Nazzareno palaferri

palaferri

 

Parlando della grafologia di Girolamo Moretti, a Nazzareno Palaferri piaceva spesso ricordare l’introduzione che Jung scrive nel libro “Storia delle origini della coscienza” di E. Neumann. In questa opera Jung descrive se stesso come un pioniere e, come tale, con lo svantaggio di sapere solo retrospettivamente quanto invece avrebbe dovuto conoscere inizialmente.  E’ compito delle seconde generazioni - continua Jung -   proseguire il lavoro del pioniere, organizzarne in un tutto unitario le disjecta membra che egli inevitabilmente sparge lungo il proprio cammino.
Credo che ciò possa dare un’idea del rapporto e dell’atteggiamento che Nazzareno Palaferri ha avuto nei confronti di Girolamo Moretti, pioniere della grafologia italiana.
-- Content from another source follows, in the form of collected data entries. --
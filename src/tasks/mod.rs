//! Background Tasks Module
//!
//! Contains background tasks a host can run alongside the cache.
//!
//! # Tasks
//! - Expiry sweep: reclaims expired entries at configured intervals

mod sweep;

pub use sweep::spawn_sweep_task;
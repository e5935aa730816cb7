//! Error types for the definition cache
//!
//! Provides unified error handling using thiserror.

use thiserror::Error;

// == Cache Error Enum ==
/// Unified error type for the definition cache.
///
/// A cache miss is never an error: lookups return `Ok(None)` on absence.
/// Errors are reserved for caller mistakes (invalid arguments), stored-kind
/// mismatches, and codec failures. Nothing is logged internally; every
/// failure propagates to the caller.
#[derive(Error, Debug)]
pub enum CacheError {
    /// A required argument was missing or malformed (e.g. empty key)
    #[error("Invalid argument: {0}")]
    InvalidArgument(String),

    /// A cache hit whose stored payload kind/type does not match the request
    #[error("The cache entry was not of the correct type.")]
    InvalidEntryType,

    /// The encoded type tag does not match the requested type
    #[error("Encoded type `{found}` does not match requested type `{expected}`")]
    TypeMismatch {
        /// Type name the caller asked for
        expected: String,
        /// Type name embedded in the encoded string
        found: String,
    },

    /// A definition could not be encoded to its portable string form
    #[error("Failed to encode definition: {0}")]
    Encode(#[source] serde_json::Error),

    /// An encoded definition could not be reconstructed
    #[error("Failed to decode cached definition: {0}")]
    Decode(#[source] serde_json::Error),

    /// The configured entry lifetime text could not be parsed
    #[error("Invalid entry lifetime `{0}`: expected HH:MM:SS")]
    InvalidLifetime(String),
}

// == Result Type Alias ==
/// Convenience Result type for the definition cache.
pub type Result<T> = std::result::Result<T, CacheError>;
Al pari del genio di Moretti, Palaferri è lo studioso altrettanto geniale che ne organizza e sistema in un tutto coerente e organico il pensiero.
Con questo spirito, Palaferri ha sempre sentito l’esigenza fondamentale di legittimare la portata degli assunti di Moretti. E per far ciò, ha sempre creduto che l’unica strada percorribile fosse l’interdisciplinarità, dapprima intesa come dialogo interno tra le diverse scuole grafologiche europee, e poi come dialogo interdisciplinare con la psicologia, la caratterologia, e tutte le discipline, compresa la medicina olistica, che si interessano all’uomo. In altri termini, per padre Nazzareno lo studio dell’uomo è, con una felice definizione da lui stesso coniata, una umanologia, ossia uno studio di tutto quanto possa aiutare a fare luce sul mistero dell’uomo. E anche da questo punto di vista, in linea con la sua profonda religiosità, amava sempre premettere che “è il mistero che spiega la scienza, e non la scienza che spiega il mistero”.
Per carattere convinto e convincente come solo un passionato di Le Senne è capace di essere, ha insegnato e trasmesso la sua passione con la più grande generosità a tante generazioni di grafologi che dal 1977 al 2002 sono stati i suoi amati studenti presso la scuola di grafologia dell’Università di Urbino.
Nazzareno Palaferri non è solo un organizzatore del pensiero di Moretti. Nella grafologia del caposcuola ha portato tanti personali e preziosi assunti che, come per quanto prodotto da Moretti, sono ancora da approfondire in tutte le loro implicazioni.
Per un’analisi della personalità condotta in maniera olistica, non è possibile non rifarsi agli studi condotti da Palaferri sulla tensione e sul prenatale. E lo stesso si può dire riguardo all’indagine sulla unità psicosomatica dell’individuo, grazie all’analisi della costituzione tramite la biotipologia di Ippocrate.
Per quanto il pensiero grafologico di Moretti sia naturalmente e autenticamente intriso di religiosità e spiritualità, la sua grafologia è stata arricchita in maniera decisiva da Palaferri in quanto egli è riuscito a farla dialogare con la psicologia transpersonale di Jung, in particolar modo riguardo i condizionamenti archetipici indotti dalle figure genitoriali, che sono alla base delle nevrosi o fattori di crescita ed espansione spirituale della psiche.
E’ grande merito di Palaferri avere compreso la portata e l’importanza dei cosiddetti Altri segni morettiani, così come l’averne esteso il significato con le sue riflessioni psicologiche. Oggi per il grafologo morettiano la comprensione della personalità sarebbe più povera se egli non conoscesse segni grafologici, ad esempio, come Accurata spontanea, Ampollosa, Gettata Via,  Compita.
Nell’esigenza di dare ragione scientifica agli assunti di Moretti, ancora da approfondire nelle loro implicazioni sono gli studi di Palaferri sulla musicalità delle armoniche e il loro rapporto con la disuguaglianza metodica.
Infine, per capire il valore dell’uomo e la sua coerenza con gli ideali di vita sposati, è sufficiente accennare ai colloqui gratuiti che ogni giorno della sua vita, per almeno due ore al giorno, egli instancabilmente dedicava tutti i giorni dell’anno a chi gli chiedeva aiuto.
A me Nazzareno Palaferri ha insegnato che per sperare di comprendere bene la meraviglia della grafologia di Moretti occorre essere aperti di mente. E di cuore.